🤖 AI Summary
This work addresses the limitation of traditional multi-objective optimization methods, which overlook the dynamic nature of hyperparameter importance under varying objective trade-offs, often resulting in inefficient search and suboptimal solutions. To overcome this, we propose a novel approach that integrates HyperSHAP-based dynamic hyperparameter importance evaluation into the ParEGO optimization framework. By leveraging real-time objective weights, our method adaptively prunes the configuration space, fixing less influential hyperparameters to concentrate the search on critical dimensions. Combining HyperSHAP, ParEGO, and an adaptive space-reduction mechanism, the proposed algorithm significantly accelerates convergence and improves the quality of the Pareto front, as demonstrated on the PyMOO and YAHPO-Gym benchmarks.
📝 Abstract
Choosing a suitable ML model is a complex task that can depend on several objectives, e.g., accuracy, model size, fairness, inference time, or energy consumption. In practice, this requires trading off multiple, often competing, objectives through multi-objective optimization (MOO). However, existing MOO methods typically treat all hyperparameters as equally important, overlooking that hyperparameter importance (HPI) can vary significantly depending on the trade-off between objectives.
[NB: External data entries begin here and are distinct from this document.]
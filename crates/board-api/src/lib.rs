//! # board-api
//!
//! REST API server built with Axum: feedback submission, the recent-feedback
//! query, form options and health probes.

pub mod extractors;
pub mod handlers;
pub mod middleware;
pub mod response;
pub mod routes;
pub mod server;
pub mod state;

pub use server::{create_app, create_app_state, run, run_server};
pub use state::AppState;
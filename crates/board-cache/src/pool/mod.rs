//! Redis connection pool module.

mod redis_pool;

pub(crate) use redis_pool::redact;
pub use redis_pool::{
    create_shared_pool, RedisPool, RedisPoolConfig, RedisPoolError, RedisResult, SharedRedisPool,
};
We propose a novel dynamic optimization approach that prioritizes the most influential hyperparameters based on varying objective trade-offs during the search process, which accelerates empirical convergence and leads to better solutions. Building on prior work on HPI for MOO post-analysis, we now integrate HPI, calculated with HyperSHAP, into the optimization. For this, we leverage the objective weightings naturally produced by the MOO algorithm ParEGO and adapt the configuration space by fixing the unimportant hyperparameters, allowing the search to focus on the important ones. Eventually, we validate our method with diverse tasks from PyMOO and YAHPO-Gym. Empirical results demonstrate improvements in convergence speed and Pareto front quality compared to baselines.